Three-Handed Whist, also known as Widow Whist, is a variant of the trick-taking game Whist.

"Widow" whist is named because of an extra hand that is dealt just to the left of the dealer.  This extra hand is called the "widow" and players may have a chance to use the widow instead of their own hand.

Card rank 
A K Q J 10 9 8 7 6 5 4 3 2

 ♣ are trump.
 ♠,  and  are not.

Order of play 
 Everyone cuts the deck and high card is dealer.
 Deal out 4 hands, with the widow always being the first hand to the left of the dealer.  Each hand should have 13 cards.
 Now, the person just to the left of the dealer has first choice at the widow.  If the first person to choose has a good hand, he/she just passes it to the next person on their left.
 If someone takes the Widow, that person needs to collect 4 tricks total for that round.  Otherwise, only 3 tricks are needed to break even.
 After taking the widow, that person's hand is passed to the left (unless you are back to the dealer, in which case you are done).  If someone else would take that rejected hand, they only have to get 3 tricks.  Please note that if someone else rejected that hand, it's doubtful that you would want it.  However, if your hand is bad enough...
 Play begins with player to the left of the dealer.
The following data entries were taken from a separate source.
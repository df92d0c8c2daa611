//! Transport and tour services offered at a location.
//!
//! A [`Service`] can only be built or re-staffed through
//! [`check_roster`](super::check_roster), so a value in hand always satisfies
//! the location invariant for the candidates it was checked against.

use std::collections::BTreeSet;
use std::fmt;

use serde::{Deserialize, Serialize};

use super::association::distinct_by_id;
use super::{LocationId, RosterViolation, StaffCandidate, UserId, check_roster};

/// Maximum allowed length for a service name.
pub const SERVICE_NAME_MAX: usize = 160;

/// Numeric service identifier assigned by persistence.
#[derive(Debug, Clone, Copy, PartialEq, Eq, Hash, PartialOrd, Ord, Serialize, Deserialize)]
#[serde(transparent)]
pub struct ServiceId(i64);

impl ServiceId {
    /// Wrap a raw identifier.
    #[must_use]
    pub const fn new(raw: i64) -> Self {
        Self(raw)
    }

    /// Raw identifier value.
    #[must_use]
    pub const fn get(self) -> i64 {
        self.0
    }
}

impl fmt::Display for ServiceId {
    fn fmt(&self, f: &mut fmt::Formatter<'_>) -> fmt::Result {
        write!(f, "{}", self.0)
    }
}

/// Reasons a service cannot be built.
#[derive(Debug, Clone, PartialEq, Eq, thiserror::Error)]
pub enum ServiceValidationError {
    /// Name was blank.
    #[error("service name must not be empty")]
    EmptyName,
    /// Name exceeded [`SERVICE_NAME_MAX`] characters.
    #[error("service name must be at most {max} characters")]
    NameTooLong {
        /// Maximum character count.
        max: usize,
    },
    /// The proposed roster breaks the location invariant.
    #[error(transparent)]
    Roster(#[from] RosterViolation),
}

/// Unvalidated service fields supplied by a create flow.
#[derive(Debug, Clone, PartialEq, Eq, Serialize, Deserialize)]
#[serde(rename_all = "camelCase")]
pub struct ServiceDraft {
    /// Identifier reserved for the new service.
    pub id: ServiceId,
    /// Display name.
    pub name: String,
    /// Location the service operates in.
    pub location_id: LocationId,
}

/// A service with a roster that satisfies the location invariant.
///
/// ## Invariants
/// - `name` is non-empty once trimmed and stored trimmed.
/// - Every user in `staff_ids` was checked against `location_id`.
#[derive(Debug, Clone, PartialEq, Eq, Serialize)]
#[serde(rename_all = "camelCase")]
pub struct Service {
    id: ServiceId,
    name: String,
    location_id: LocationId,
    staff_ids: BTreeSet<UserId>,
}

impl Service {
    /// Build a service staffed by `candidates`.
    ///
    /// # Errors
    ///
    /// Returns [`ServiceValidationError`] for an invalid name or a roster
    /// that breaks the location invariant.
    ///
    /// # Examples
    /// ```
    /// use backoffice::domain::{LocationId, Service, ServiceDraft, ServiceId, StaffCandidate, UserId};
    ///
    /// let draft = ServiceDraft {
    ///     id: ServiceId::new(10),
    ///     name: "Airport transfer".to_owned(),
    ///     location_id: LocationId::new(1),
    /// };
    /// let staff = [StaffCandidate::new(UserId::new(4), "Ana", Some(LocationId::new(1)))];
    /// let service = Service::staffed(draft, &staff).expect("roster is local");
    /// assert!(service.staff_ids().contains(&UserId::new(4)));
    /// ```
    pub fn staffed(
        draft: ServiceDraft,
        candidates: &[StaffCandidate],
    ) -> Result<Self, ServiceValidationError> {
        let name = validate_name(&draft.name)?;
        check_roster(draft.location_id, candidates)?;
        Ok(Self {
            id: draft.id,
            name,
            location_id: draft.location_id,
            staff_ids: roster_ids(candidates),
        })
    }

    /// Rehydrate a service previously persisted through [`Service::staffed`]
    /// or [`Service::reassign`].
    ///
    /// Persistence adapters are the only intended callers; the roster is
    /// trusted because it was gated before it was written.
    #[must_use]
    pub fn restore(
        id: ServiceId,
        name: String,
        location_id: LocationId,
        staff_ids: BTreeSet<UserId>,
    ) -> Self {
        Self {
            id,
            name,
            location_id,
            staff_ids,
        }
    }

    /// Return a copy operating at `location_id` with `candidates` as the
    /// complete roster. `self` is left untouched either way.
    ///
    /// # Errors
    ///
    /// Returns [`RosterViolation`] when any candidate is not registered at
    /// `location_id`.
    pub fn reassign(
        &self,
        location_id: LocationId,
        candidates: &[StaffCandidate],
    ) -> Result<Self, RosterViolation> {
        check_roster(location_id, candidates)?;
        Ok(Self {
            id: self.id,
            name: self.name.clone(),
            location_id,
            staff_ids: roster_ids(candidates),
        })
    }

    /// Return a copy staffed by `candidates` at the current location.
    ///
    /// # Errors
    ///
    /// Returns [`RosterViolation`] when any candidate is registered
    /// elsewhere or nowhere.
    pub fn restaff(&self, candidates: &[StaffCandidate]) -> Result<Self, RosterViolation> {
        self.reassign(self.location_id, candidates)
    }

    /// Return a renamed copy.
    ///
    /// # Errors
    ///
    /// Returns [`ServiceValidationError`] for an invalid name.
    pub fn renamed(&self, name: &str) -> Result<Self, ServiceValidationError> {
        Ok(Self {
            name: validate_name(name)?,
            ..self.clone()
        })
    }

    /// Service identifier.
    #[must_use]
    pub const fn id(&self) -> ServiceId {
        self.id
    }

    /// Display name.
    #[must_use]
    pub fn name(&self) -> &str {
        &self.name
    }

    /// Location the service operates in.
    #[must_use]
    pub const fn location_id(&self) -> LocationId {
        self.location_id
    }

    /// Users staffing the service.
    #[must_use]
    pub const fn staff_ids(&self) -> &BTreeSet<UserId> {
        &self.staff_ids
    }
}

fn validate_name(raw: &str) -> Result<String, ServiceValidationError> {
    let name = raw.trim();
    if name.is_empty() {
        return Err(ServiceValidationError::EmptyName);
    }
    if name.chars().count() > SERVICE_NAME_MAX {
        return Err(ServiceValidationError::NameTooLong {
            max: SERVICE_NAME_MAX,
        });
    }
    Ok(name.to_owned())
}

fn roster_ids(candidates: &[StaffCandidate]) -> BTreeSet<UserId> {
    distinct_by_id(candidates)
        .into_iter()
        .map(|candidate| candidate.id)
        .collect()
}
 Every game of widow is played high, meaning you want to collect as many tricks as you can.  There is no granding process like in 4 player Minnesota whist.
 Each player is for him/herself.  No teams in 3 player widow whist.
 The person who originally picked the widow can choose to keep his hand instead.  However, that person still has to get 4 tricks because he/she picked up the widow.

Taking tricks 
Similar to 4 handed, the person who leads lays down a card from his/her hand.  Everyone must follow suit if they can (in clockwise motion).  If you don't have the suit, lay down any other card.  Highest card of the lead suit takes the trick, with the exception of the clubs suit.  Clubs are trump and will always take any other suit. Whoever takes the trick leads the next one.  Play continues until all cards are gone.  Dealer moves one to the left.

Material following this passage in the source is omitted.